== Work order ==
From the data that follows, print exactly the lines starting at the one containing "filename crates/core/src/context.rs" and ending at the one containing "in resolution order."; include both of them and nothing more.

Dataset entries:
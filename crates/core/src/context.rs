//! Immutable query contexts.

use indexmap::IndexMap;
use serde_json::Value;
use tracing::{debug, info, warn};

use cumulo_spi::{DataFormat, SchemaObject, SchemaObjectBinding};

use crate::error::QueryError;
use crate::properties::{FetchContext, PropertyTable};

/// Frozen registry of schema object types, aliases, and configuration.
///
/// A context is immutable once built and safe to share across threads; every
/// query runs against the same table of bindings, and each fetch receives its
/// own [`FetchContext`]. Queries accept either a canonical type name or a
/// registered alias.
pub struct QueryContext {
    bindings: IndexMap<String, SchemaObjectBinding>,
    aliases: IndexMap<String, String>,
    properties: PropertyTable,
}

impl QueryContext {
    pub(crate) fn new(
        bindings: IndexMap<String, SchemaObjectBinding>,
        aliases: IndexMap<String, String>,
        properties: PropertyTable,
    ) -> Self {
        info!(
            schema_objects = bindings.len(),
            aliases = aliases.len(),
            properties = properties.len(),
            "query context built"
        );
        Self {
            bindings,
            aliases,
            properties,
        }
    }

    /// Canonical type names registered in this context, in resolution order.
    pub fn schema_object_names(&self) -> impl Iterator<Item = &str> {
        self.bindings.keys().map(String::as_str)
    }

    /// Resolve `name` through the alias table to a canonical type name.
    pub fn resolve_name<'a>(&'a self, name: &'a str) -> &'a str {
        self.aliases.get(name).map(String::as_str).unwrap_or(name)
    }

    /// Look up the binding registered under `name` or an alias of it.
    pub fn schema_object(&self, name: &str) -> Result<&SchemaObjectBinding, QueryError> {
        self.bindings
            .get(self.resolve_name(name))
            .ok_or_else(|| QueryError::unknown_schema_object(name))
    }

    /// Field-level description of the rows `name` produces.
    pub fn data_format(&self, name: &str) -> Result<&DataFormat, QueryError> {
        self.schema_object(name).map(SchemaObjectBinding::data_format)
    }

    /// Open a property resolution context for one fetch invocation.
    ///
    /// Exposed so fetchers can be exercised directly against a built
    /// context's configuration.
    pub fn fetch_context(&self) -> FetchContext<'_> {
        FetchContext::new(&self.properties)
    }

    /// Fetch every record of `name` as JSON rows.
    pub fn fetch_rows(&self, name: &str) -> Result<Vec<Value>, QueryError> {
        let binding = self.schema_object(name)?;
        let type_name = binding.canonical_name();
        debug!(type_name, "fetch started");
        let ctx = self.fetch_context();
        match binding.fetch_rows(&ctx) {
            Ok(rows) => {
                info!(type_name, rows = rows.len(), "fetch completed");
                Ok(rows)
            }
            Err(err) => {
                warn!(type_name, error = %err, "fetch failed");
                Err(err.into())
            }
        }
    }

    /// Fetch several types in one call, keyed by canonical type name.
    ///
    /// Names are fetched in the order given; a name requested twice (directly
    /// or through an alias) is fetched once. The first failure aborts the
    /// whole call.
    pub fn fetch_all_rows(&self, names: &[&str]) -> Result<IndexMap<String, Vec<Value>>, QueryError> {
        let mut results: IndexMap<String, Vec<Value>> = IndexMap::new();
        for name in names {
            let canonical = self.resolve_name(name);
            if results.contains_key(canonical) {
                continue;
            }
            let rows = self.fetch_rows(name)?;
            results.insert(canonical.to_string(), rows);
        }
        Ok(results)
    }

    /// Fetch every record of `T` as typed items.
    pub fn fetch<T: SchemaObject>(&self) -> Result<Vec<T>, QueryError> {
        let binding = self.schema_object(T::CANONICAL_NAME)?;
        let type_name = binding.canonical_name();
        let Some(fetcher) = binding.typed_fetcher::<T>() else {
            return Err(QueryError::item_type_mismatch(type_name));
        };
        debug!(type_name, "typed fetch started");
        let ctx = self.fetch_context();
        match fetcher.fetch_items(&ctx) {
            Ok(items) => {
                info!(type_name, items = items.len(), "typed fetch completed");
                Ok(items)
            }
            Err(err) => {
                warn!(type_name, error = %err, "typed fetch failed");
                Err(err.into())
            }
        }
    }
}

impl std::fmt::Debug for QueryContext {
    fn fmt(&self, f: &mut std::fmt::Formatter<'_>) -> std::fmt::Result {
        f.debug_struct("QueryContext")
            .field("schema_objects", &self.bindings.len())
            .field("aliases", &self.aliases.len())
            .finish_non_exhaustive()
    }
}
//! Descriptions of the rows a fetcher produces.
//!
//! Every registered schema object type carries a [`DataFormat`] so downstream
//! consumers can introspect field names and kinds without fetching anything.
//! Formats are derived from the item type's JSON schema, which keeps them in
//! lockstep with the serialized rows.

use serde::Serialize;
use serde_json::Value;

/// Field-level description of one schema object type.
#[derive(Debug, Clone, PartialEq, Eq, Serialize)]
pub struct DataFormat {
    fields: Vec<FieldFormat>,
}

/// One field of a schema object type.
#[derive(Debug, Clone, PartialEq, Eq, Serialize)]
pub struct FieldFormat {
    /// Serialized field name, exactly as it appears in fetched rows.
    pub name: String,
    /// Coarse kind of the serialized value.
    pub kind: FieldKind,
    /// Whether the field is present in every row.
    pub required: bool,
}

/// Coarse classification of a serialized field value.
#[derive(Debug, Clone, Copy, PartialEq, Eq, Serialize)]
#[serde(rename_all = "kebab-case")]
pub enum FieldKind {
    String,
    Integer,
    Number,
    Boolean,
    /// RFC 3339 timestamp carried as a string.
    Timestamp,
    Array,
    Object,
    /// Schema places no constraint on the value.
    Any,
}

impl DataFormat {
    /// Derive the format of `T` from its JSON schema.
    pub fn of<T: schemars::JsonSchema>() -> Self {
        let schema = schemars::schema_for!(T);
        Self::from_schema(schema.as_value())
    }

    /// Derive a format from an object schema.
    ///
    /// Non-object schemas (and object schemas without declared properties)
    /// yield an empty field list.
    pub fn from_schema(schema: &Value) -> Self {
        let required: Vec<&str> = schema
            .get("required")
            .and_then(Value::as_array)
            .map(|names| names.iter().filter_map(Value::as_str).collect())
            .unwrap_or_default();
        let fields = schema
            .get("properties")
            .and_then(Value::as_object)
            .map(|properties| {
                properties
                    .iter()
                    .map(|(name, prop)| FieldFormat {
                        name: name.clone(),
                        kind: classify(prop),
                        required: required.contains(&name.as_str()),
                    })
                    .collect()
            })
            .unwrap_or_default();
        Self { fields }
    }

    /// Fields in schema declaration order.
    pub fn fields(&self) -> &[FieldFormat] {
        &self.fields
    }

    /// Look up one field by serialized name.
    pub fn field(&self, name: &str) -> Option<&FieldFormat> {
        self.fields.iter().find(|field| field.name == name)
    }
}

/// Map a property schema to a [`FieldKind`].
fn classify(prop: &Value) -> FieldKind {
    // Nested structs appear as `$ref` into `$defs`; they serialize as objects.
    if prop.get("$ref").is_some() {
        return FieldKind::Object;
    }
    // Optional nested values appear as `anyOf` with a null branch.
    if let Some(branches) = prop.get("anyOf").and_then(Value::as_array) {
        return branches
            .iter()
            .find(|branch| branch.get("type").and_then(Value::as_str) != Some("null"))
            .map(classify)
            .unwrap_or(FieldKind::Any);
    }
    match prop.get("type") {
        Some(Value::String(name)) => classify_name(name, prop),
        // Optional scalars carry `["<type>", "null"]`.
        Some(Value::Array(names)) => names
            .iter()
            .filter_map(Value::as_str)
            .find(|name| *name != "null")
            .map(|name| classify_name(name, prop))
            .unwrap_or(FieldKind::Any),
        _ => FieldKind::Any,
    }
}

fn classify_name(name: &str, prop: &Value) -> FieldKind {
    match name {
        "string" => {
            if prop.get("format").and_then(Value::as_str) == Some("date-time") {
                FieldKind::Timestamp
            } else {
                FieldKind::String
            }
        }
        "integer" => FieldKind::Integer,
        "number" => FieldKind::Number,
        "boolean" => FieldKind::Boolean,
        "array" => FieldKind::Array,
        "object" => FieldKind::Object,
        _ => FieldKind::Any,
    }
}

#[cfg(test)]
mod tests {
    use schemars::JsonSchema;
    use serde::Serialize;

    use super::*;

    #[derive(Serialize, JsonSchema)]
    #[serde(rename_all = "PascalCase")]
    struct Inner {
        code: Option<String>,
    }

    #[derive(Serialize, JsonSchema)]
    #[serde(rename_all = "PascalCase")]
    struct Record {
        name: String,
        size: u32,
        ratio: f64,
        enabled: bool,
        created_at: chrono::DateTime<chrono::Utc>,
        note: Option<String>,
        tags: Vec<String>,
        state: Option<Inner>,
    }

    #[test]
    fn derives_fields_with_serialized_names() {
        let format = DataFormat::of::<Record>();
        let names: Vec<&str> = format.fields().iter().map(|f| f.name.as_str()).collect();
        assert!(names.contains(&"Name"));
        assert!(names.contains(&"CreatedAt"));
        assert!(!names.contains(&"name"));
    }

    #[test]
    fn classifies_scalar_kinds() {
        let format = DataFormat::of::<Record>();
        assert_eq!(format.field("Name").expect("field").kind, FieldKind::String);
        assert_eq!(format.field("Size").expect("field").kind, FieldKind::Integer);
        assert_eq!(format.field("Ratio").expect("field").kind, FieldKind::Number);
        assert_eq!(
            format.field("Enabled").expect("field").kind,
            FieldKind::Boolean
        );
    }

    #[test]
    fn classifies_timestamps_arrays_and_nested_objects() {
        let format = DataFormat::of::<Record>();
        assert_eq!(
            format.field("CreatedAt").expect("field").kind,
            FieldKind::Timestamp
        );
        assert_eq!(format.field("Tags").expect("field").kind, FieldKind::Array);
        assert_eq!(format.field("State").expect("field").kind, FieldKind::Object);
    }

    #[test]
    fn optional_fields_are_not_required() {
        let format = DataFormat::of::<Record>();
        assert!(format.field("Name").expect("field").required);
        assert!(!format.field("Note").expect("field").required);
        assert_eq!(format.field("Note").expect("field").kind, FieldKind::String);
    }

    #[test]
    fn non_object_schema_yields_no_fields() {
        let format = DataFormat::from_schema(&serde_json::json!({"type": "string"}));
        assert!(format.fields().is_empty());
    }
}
---
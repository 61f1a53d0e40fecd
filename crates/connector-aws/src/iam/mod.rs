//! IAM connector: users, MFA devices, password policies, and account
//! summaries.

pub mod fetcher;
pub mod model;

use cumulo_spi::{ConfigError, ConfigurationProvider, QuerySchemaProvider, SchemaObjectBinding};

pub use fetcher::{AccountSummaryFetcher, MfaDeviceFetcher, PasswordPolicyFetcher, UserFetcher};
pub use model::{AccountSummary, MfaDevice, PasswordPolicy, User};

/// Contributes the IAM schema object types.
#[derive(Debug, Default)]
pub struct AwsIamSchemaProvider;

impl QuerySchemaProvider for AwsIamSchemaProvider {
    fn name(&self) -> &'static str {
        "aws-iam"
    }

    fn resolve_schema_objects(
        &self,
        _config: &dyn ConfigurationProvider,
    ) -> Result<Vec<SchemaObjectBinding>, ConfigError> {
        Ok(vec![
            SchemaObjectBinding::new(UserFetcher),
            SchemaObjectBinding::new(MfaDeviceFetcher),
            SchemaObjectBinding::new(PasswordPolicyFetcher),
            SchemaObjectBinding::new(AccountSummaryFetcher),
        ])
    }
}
...
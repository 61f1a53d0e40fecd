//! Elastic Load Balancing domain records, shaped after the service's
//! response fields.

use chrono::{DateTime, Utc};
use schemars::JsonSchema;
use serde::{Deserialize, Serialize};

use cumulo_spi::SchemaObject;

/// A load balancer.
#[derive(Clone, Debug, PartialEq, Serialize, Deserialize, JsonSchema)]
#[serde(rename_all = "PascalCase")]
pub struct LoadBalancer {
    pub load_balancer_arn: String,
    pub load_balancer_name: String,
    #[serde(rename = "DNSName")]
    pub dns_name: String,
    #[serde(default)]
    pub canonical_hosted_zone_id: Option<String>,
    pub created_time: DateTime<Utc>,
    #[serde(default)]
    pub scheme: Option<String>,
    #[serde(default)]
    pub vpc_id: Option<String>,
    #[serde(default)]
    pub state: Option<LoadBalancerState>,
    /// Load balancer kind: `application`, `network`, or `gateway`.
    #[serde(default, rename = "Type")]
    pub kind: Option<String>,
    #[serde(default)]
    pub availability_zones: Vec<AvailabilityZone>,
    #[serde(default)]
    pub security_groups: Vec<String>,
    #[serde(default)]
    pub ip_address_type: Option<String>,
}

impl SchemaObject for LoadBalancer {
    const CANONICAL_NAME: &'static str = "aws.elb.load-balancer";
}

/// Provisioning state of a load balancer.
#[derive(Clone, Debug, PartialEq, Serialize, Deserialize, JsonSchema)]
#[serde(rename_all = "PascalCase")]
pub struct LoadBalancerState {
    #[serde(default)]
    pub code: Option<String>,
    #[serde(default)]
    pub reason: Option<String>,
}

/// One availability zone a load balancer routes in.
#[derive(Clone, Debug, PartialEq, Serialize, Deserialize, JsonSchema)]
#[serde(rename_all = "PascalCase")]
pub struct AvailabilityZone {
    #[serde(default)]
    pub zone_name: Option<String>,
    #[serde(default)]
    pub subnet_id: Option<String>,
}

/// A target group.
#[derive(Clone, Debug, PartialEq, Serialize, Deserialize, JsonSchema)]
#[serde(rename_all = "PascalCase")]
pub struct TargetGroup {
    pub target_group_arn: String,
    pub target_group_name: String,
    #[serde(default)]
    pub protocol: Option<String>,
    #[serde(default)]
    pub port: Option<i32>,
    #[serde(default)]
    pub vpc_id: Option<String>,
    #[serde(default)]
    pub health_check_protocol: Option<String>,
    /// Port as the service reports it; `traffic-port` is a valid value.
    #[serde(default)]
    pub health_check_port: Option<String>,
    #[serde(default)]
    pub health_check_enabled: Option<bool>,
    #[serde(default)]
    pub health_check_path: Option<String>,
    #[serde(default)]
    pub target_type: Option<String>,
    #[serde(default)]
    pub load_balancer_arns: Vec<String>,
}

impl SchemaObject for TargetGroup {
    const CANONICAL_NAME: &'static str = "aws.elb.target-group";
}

== Exercise result ==
filename crates/core/src/context.rs
//! Immutable query contexts.

use indexmap::IndexMap;
use serde_json::Value;
use tracing::{debug, info, warn};

use cumulo_spi::{DataFormat, SchemaObject, SchemaObjectBinding};

use crate::error::QueryError;
use crate::properties::{FetchContext, PropertyTable};

/// Frozen registry of schema object types, aliases, and configuration.
///
/// A context is immutable once built and safe to share across threads; every
/// query runs against the same table of bindings, and each fetch receives its
/// own [`FetchContext`]. Queries accept either a canonical type name or a
/// registered alias.
pub struct QueryContext {
    bindings: IndexMap<String, SchemaObjectBinding>,
    aliases: IndexMap<String, String>,
    properties: PropertyTable,
}

impl QueryContext {
    pub(crate) fn new(
        bindings: IndexMap<String, SchemaObjectBinding>,
        aliases: IndexMap<String, String>,
        properties: PropertyTable,
    ) -> Self {
        info!(
            schema_objects = bindings.len(),
            aliases = aliases.len(),
            properties = properties.len(),
            "query context built"
        );
        Self {
            bindings,
            aliases,
            properties,
        }
    }

    /// Canonical type names registered in this context, in resolution order.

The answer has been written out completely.